Both at Columbia and back home in China, Youzhihang Deng, a Columbia College sophomore, is often asked questions about his queer identity and his relationship with his boyfriend. Whenever someone inquires whether he plays the dominant or submissive role in a relationship, Deng has a response prepared. “I will turn the question back on them. I will say there’s nothing of that sort in my relationship. I mean, there are some aspects of it,” he says. “But I will deny that for the sake of not appearing stereotypical.”

Deng comes from Chengdu, China, where he has founded an online support network for Chinese LGBTQ students studying in the United States. He also seeks to raise awareness about LGBTQ issues in his conversations. When others make assumptions about his identity, he feels compelled to dispel negative stereotypes of the LGBTQ community. “On the one hand, I don’t want people to not talk about it on purpose. And I don’t want them to have the stereotypes,” he says. “It’s paradoxical.”

International students who identify as LGBTQ often feel a dual expectation to represent their cultural backgrounds as well as their queer identities on campus. Karim Nader, a Columbia College sophomore, says he finds it difficult to discuss his experience growing up in Beirut, Lebanon, because it may be easy to stereotype his culture as oppressing of its LGBTQ citizens. “I don’t want to portray Arab countries as those terrible places where people are killed,” he says. “I feel like this is a stereotype that is very destructive. It’s always important to speak from personal experience and try not to generalize and portray your country as hostile to queer people.”

Nader says that while the general attitude towards Lebanese LGBTQ citizens is hostile, many do feel they belong in their home country. Taking action to help ameliorate the situation in Lebanon, Nader participated in creating an International Day Against Homophobia, which was geared toward raising awareness of LGBTQ communities.

As a treasurer for Columbia Queer Alliance on campus, Nader hopes his involvement as an international student will help make queer spaces more welcoming. “Here, it isn’t about raising awareness because people tend to be more accepting, but it is more about creating safe spaces for people,” he says.

“The LGBTQ communities have some events about the intersections of racial identities with queer identities.
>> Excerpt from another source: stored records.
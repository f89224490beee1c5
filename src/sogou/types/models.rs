//! Core data structures for the Sogou `.bin` container.
//!
//! This module defines the fundamental types used throughout the library:
//! - The fixed header and its region descriptors
//! - The decoded dictionary entry

/// File signature found at offset 0.
pub const MAGIC: [u8; 4] = *b"SGPU";

/// Smallest buffer that can hold the fixed header fields.
pub const MIN_FILE_SIZE: usize = 20;

/// Offset of the region descriptor block (base header + 36 bytes).
pub const REGION_DESCRIPTOR_OFFSET: usize = 20 + 36;

/// Coarse lower bound on the size of one record.
pub const MIN_RECORD_SIZE: usize = 20;

/// Pronunciations this long (in UTF-16 units) or longer are treated as corruption.
pub const MAX_PINYIN_UNITS: usize = 100;

/// Parsed fixed header of a Sogou user dictionary.
///
/// The leading fields are always present once the signature has been
/// validated. The region descriptors may be missing on truncated files, in
/// which case they are `None` and every record lookup degrades to a skip.
#[derive(Debug, Clone, PartialEq, Eq)]
pub struct SogouHeader {
    pub version: u32,
    pub date: u32,
    pub reserved: u32,
    /// File size as declared by the writer. Not checked against the buffer.
    pub declared_file_size: u32,
    pub index: IndexRegion,
    pub data: DataRegion,
}

impl SogouHeader {
    /// Number of index slots to visit. A missing count means no slots.
    pub fn word_count(&self) -> u32 {
        self.index.word_count.unwrap_or(0)
    }

    /// Whether the declared file size matches the actual buffer length.
    pub fn is_file_size_consistent(&self, actual_len: usize) -> bool {
        self.declared_file_size as usize == actual_len
    }
}

/// Descriptor of the offset table.
#[derive(Debug, Clone, Copy, Default, PartialEq, Eq)]
pub struct IndexRegion {
    pub start: Option<u32>,
    pub size: Option<u32>,
    pub word_count: Option<u32>,
}

/// Descriptor of the record blob. Index offsets are relative to `start`.
#[derive(Debug, Clone, Copy, Default, PartialEq, Eq)]
pub struct DataRegion {
    pub start: Option<u32>,
    pub total_size: Option<u32>,
    pub effective_size: Option<u32>,
}

/// A single decoded dictionary entry.
///
/// `word` is never empty. `pinyin` is empty when the record carried no
/// usable pronunciation.
#[derive(Debug, Clone, PartialEq, Eq)]
pub struct Entry {
    pub word: String,
    pub frequency: i16,
    pub pinyin: String,
}

impl Entry {
    /// Whether the record carried a usable pronunciation.
    pub fn has_pinyin(&self) -> bool {
        !self.pinyin.is_empty()
    }
}
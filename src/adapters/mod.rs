//! Adapter implementations for port traits
//!
//! This module contains concrete implementations that handle I/O:
//!
//! - `github/` - Raw file reads and topic search against GitHub over HTTP

pub mod github;

pub use github::GithubClient;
But, at the same time, I feel like the international voice is not very represented,” he says. “It’s mostly American voices with different racial identities that are present at these events. However, I feel like my involvement in queer groups and other people’s involvement in queer groups have made international students more visible in those spaces. And I hope that, in the future, this representation is going to be even better.”
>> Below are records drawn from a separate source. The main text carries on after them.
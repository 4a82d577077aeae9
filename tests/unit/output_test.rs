//! Tests for the output module
//!
//! Rendering is pure, so these tests only compare strings.

use chrono::{TimeZone, Utc};
use repo_audit::core::models::CheckResult;
use repo_audit::output::{REPORT_TITLE, render};
use serial_test::serial;

use crate::common::CheckBuilder;

fn rendered(results: &[CheckResult]) -> repo_audit::output::RenderedReport {
    let checks = vec![
        CheckBuilder::new("A").file("LICENSE").build(),
        CheckBuilder::new("B").requires("A", Some("needs base config")).build(),
    ];
    colored::control::set_override(false);
    let out = render(results, &checks, Utc.with_ymd_and_hms(2026, 1, 2, 3, 4, 5).unwrap());
    colored::control::unset_override();
    out
}

#[test]
#[serial]
fn zero_failures_short_circuits_both_outputs() {
    let out = rendered(&[
        CheckResult::evaluated("r/r", "A", "LICENSE", true),
        CheckResult::evaluated("r/r", "B", "README.md", true),
    ]);

    assert_eq!(out.console.trim(), "✅ All checks passed (2 results)");
    assert_eq!(
        out.document,
        format!("{REPORT_TITLE}\n\n_Generated: 2026-01-02T03:04:05Z_\n\n✅ All checks passed (2 results)\n")
    );
}

#[test]
#[serial]
fn dependent_failure_references_prerequisite() {
    let out = rendered(&[
        CheckResult::evaluated("r/r", "A", "LICENSE", false),
        CheckResult::evaluated("r/r", "B", "README.md", false),
    ]);

    assert!(out.console.contains("fix first: `A` (needs base config)"));
    assert!(out.document.contains("fix first: `A` (needs base config)"));
}

#[test]
#[serial]
fn prerequisite_in_other_repository_is_ignored() {
    let out = rendered(&[
        CheckResult::evaluated("r/r", "A", "LICENSE", false),
        CheckResult::evaluated("s/s", "B", "README.md", false),
    ]);

    assert!(!out.console.contains("fix first"));
    assert!(!out.document.contains("fix first"));
}

#[test]
#[serial]
fn empty_result_set_is_success() {
    let out = rendered(&[]);
    assert!(out.console.contains("All checks passed (0 results)"));
    assert!(!out.document.contains('|'));
}

#[test]
#[serial]
fn rendered_report_carries_grouped_summary() {
    let out = rendered(&[
        CheckResult::evaluated("r/r", "A", "LICENSE", true),
        CheckResult::evaluated("r/r", "B", "README.md", false),
    ]);

    assert!(!out.report.all_passed());
    assert_eq!((out.report.total, out.report.passed, out.report.failed), (2, 1, 1));
    assert_eq!(out.report.checks.len(), 1);
    assert_eq!(out.report.checks[0].check, "B");
}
For some students, however, even speaking about personal experience can result in unwelcome pity. A Barnard junior from the Middle East, who asked to remain anonymous because she is not out at home, described her first year as one of culture shock and coming out to herself. During that time, she has found it difficult to address her Muslim, Arab, and queer identities through psychological services on campus.
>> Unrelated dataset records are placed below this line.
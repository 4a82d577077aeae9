//! Check result model

use serde::Serialize;

use crate::error::NOT_FOUND_PREFIX;

/// Outcome of evaluating one check against one repository
#[derive(Debug, Clone, PartialEq, Eq, Serialize)]
pub struct CheckResult {
    /// Repository identifier as configured or resolved
    pub repository: String,
    /// Name of the evaluated check
    pub check: String,
    /// Repository-relative file the check inspected
    pub file_path: String,
    /// Whether the check passed
    pub passed: bool,
    /// Failure message when fetching, parsing or pattern compilation failed
    #[serde(skip_serializing_if = "Option::is_none")]
    pub error: Option<String>,
}

impl CheckResult {
    /// A result whose pattern test ran to completion
    pub fn evaluated(
        repository: impl Into<String>,
        check: impl Into<String>,
        file_path: impl Into<String>,
        passed: bool,
    ) -> Self {
        Self {
            repository: repository.into(),
            check: check.into(),
            file_path: file_path.into(),
            passed,
            error: None,
        }
    }

    /// A failed result carrying an error message
    pub fn errored(
        repository: impl Into<String>,
        check: impl Into<String>,
        file_path: impl Into<String>,
        error: impl Into<String>,
    ) -> Self {
        Self {
            repository: repository.into(),
            check: check.into(),
            file_path: file_path.into(),
            passed: false,
            error: Some(error.into()),
        }
    }

    /// Whether the failure was a missing file
    #[must_use]
    pub fn is_file_not_found(&self) -> bool {
        self.error.as_deref().is_some_and(|e| e.starts_with(NOT_FOUND_PREFIX))
    }
}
“When I went to Furman [Counseling Center], a lot of the time when I would talk about hardships I’ve been experiencing, the therapist would keep saying ‘Oh, it’s because of your culture, and it’s because of your religion,’” she says. “Someone constantly telling me that all of the violence I have enacted against myself and all of the bad things I’ve been feeling is because of something I really love and I really care about was not helpful. It only made things worse.”

She has also felt alienated when others challenge her decisions, because they differ from what fits within the mainstream American narrative. “During National Coming Out Day, I had someone say to me ‘You should just tell your parents, and, if they don’t accept you, it means they don’t love you,’” she says. “That was incredibly horrifying for me to hear. At some point, I almost believed that. And then I realized that that’s not true. I cannot expect from my parents what I could not accomplish for myself, that took me 10 years to even consider thinking about this, for me, and for myself.”

Deng is also wary of how American students will react to his experiences. Though he has come out to his parents as gay, Deng says his mother still expects him to change his sexuality. Although he characterizes the United States as generally more LGBTQ-friendly than China, he describes some of his conversations here as well-intentioned but “patronizing.”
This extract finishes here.